Stored data entries:

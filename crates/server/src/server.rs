use axum::{
    Router,
    extract::{Request, State},
    http::StatusCode,
    middleware::{self, Next},
    response::Response,
    routing::get,
};
use axum_extra::{
    TypedHeader,
    headers::{Authorization, authorization::Basic},
};
use sea_orm::{ColumnTrait, DatabaseConnection, EntityTrait, QueryFilter};

use std::sync::Arc;

use crate::{debt_transactions, debts, user};
use engine::Engine;

#[derive(Clone)]
pub struct ServerState {
    pub engine: Arc<Engine>,
    pub db: DatabaseConnection,
}

/// Resolve the Basic credentials to a user and store it as a request
/// extension. The username is the caller identity for every engine call.
async fn auth(
    auth_header: Option<TypedHeader<Authorization<Basic>>>,
    State(state): State<ServerState>,
    mut request: Request,
    next: Next,
) -> Result<Response, StatusCode> {
    let Some(TypedHeader(auth_header)) = auth_header else {
        return Err(StatusCode::UNAUTHORIZED);
    };
    if auth_header.username().is_empty() || auth_header.password().is_empty() {
        return Err(StatusCode::UNAUTHORIZED);
    }

    let user: Option<user::Model> = user::Entity::find()
        .filter(user::Column::Username.eq(auth_header.username()))
        .filter(user::Column::Password.eq(auth_header.password()))
        .one(&state.db)
        .await
        .map_err(|err| {
            tracing::error!("failed to load user: {err}");
            StatusCode::UNAUTHORIZED
        })?;

    let Some(user) = user else {
        return Err(StatusCode::UNAUTHORIZED);
    };

    request.extensions_mut().insert(user);
    Ok(next.run(request).await)
}

pub fn router(state: ServerState) -> Router {
    Router::new()
        .route(
            "/debtTransactions",
            get(debt_transactions::list_pending).post(debt_transactions::create),
        )
        .route(
            "/debtTransactions/pendingCount",
            get(debt_transactions::pending_count),
        )
        .route(
            "/debtTransactions/{id}",
            get(debt_transactions::get)
                .patch(debt_transactions::respond)
                .delete(debt_transactions::cancel),
        )
        .route("/debts/{id}", get(debts::get))
        .route("/debts/{id}/transactions", get(debts::transactions))
        .route_layer(middleware::from_fn_with_state(state.clone(), auth))
        .with_state(state)
}

pub async fn run(engine: Engine, db: DatabaseConnection, bind: &str) {
    let listener = match tokio::net::TcpListener::bind(bind).await {
        Ok(listener) => listener,
        Err(err) => {
            tracing::error!("failed to bind server listener on {bind}: {err}");
            return;
        }
    };
    if let Err(err) = run_with_listener(engine, db, listener).await {
        tracing::error!("server failed: {err}");
    }
}

pub async fn run_with_listener(
    engine: Engine,
    db: DatabaseConnection,
    listener: tokio::net::TcpListener,
) -> Result<(), std::io::Error> {
    let addr = listener.local_addr()?;
    tracing::info!("Server listening on {}", addr);

    let state = ServerState {
        engine: Arc::new(engine),
        db,
    };

    axum::serve(listener, router(state)).await
}

pub fn spawn_with_listener(
    engine: Engine,
    db: DatabaseConnection,
    listener: tokio::net::TcpListener,
) -> Result<std::net::SocketAddr, std::io::Error> {
    let addr = listener.local_addr()?;

    tokio::spawn(async move {
        if let Err(err) = run_with_listener(engine, db, listener).await {
            tracing::error!("server failed: {err}");
        }
    });

    Ok(addr)
}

§ What you are asked to do
From the first line to the last, output the records word for word.

§ Written response
filename crates/server/src/server.rs
use axum::{
    Router,
    extract::{Request, State},
    http::StatusCode,
    middleware::{self, Next},
    response::Response,
    routing::get,
};
use axum_extra::{
    TypedHeader,
    headers::{Authorization, authorization::Basic},
};
use sea_orm::{ColumnTrait, DatabaseConnection, EntityTrait, QueryFilter};

use std::sync::Arc;

use crate::{debt_transactions, debts, user};
use engine::Engine;

#[derive(Clone)]
pub struct ServerState {
    pub engine: Arc<Engine>,
    pub db: DatabaseConnection,
}

/// Resolve the Basic credentials to a user and store it as a request
/// extension. The username is the caller identity for every engine call.
async fn auth(
    auth_header: Option<TypedHeader<Authorization<Basic>>>,
    State(state): State<ServerState>,
    mut request: Request,
    next: Next,
) -> Result<Response, StatusCode> {
    let Some(TypedHeader(auth_header)) = auth_header else {
        return Err(StatusCode::UNAUTHORIZED);
    };
    if auth_header.username().is_empty() || auth_header.password().is_empty() {
        return Err(StatusCode::UNAUTHORIZED);
    }

    let user: Option<user::Model> = user::Entity::find()
        .filter(user::Column::Username.eq(auth_header.username()))
        .filter(user::Column::Password.eq(auth_header.password()))
        .one(&state.db)
        .await
        .map_err(|err| {
            tracing::error!("failed to load user: {err}");
            StatusCode::UNAUTHORIZED
        })?;

    let Some(user) = user else {
        return Err(StatusCode::UNAUTHORIZED);
    };

    request.extensions_mut().insert(user);
    Ok(next.run(request).await)
}

pub fn router(state: ServerState) -> Router {
    Router::new()
        .route(
            "/debtTransactions",
            get(debt_transactions::list_pending).post(debt_transactions::create),
        )
        .route(
            "/debtTransactions/pendingCount",
            get(debt_transactions::pending_count),
        )
        .route(
            "/debtTransactions/{id}",
            get(debt_transactions::get)
                .patch(debt_transactions::respond)
                .delete(debt_transactions::cancel),
        )
        .route("/debts/{id}", get(debts::get))
        .route("/debts/{id}/transactions", get(debts::transactions))
        .route_layer(middleware::from_fn_with_state(state.clone(), auth))
        .with_state(state)
}

pub async fn run(engine: Engine, db: DatabaseConnection, bind: &str) {
    let listener = match tokio::net::TcpListener::bind(bind).await {
        Ok(listener) => listener,
        Err(err) => {
            tracing::error!("failed to bind server listener on {bind}: {err}");
            return;
        }
    };
    if let Err(err) = run_with_listener(engine, db, listener).await {
        tracing::error!("server failed: {err}");
    }
}

pub async fn run_with_listener(
    engine: Engine,
    db: DatabaseConnection,
    listener: tokio::net::TcpListener,
) -> Result<(), std::io::Error> {
    let addr = listener.local_addr()?;
    tracing::info!("Server listening on {}", addr);

    let state = ServerState {
        engine: Arc::new(engine),
        db,
    };

    axum::serve(listener, router(state)).await
}

pub fn spawn_with_listener(
    engine: Engine,
    db: DatabaseConnection,
    listener: tokio::net::TcpListener,
) -> Result<std::net::SocketAddr, std::io::Error> {
    let addr = listener.local_addr()?;

    tokio::spawn(async move {
        if let Err(err) = run_with_listener(engine, db, listener).await {
            tracing::error!("server failed: {err}");
        }
    });

    Ok(addr)
}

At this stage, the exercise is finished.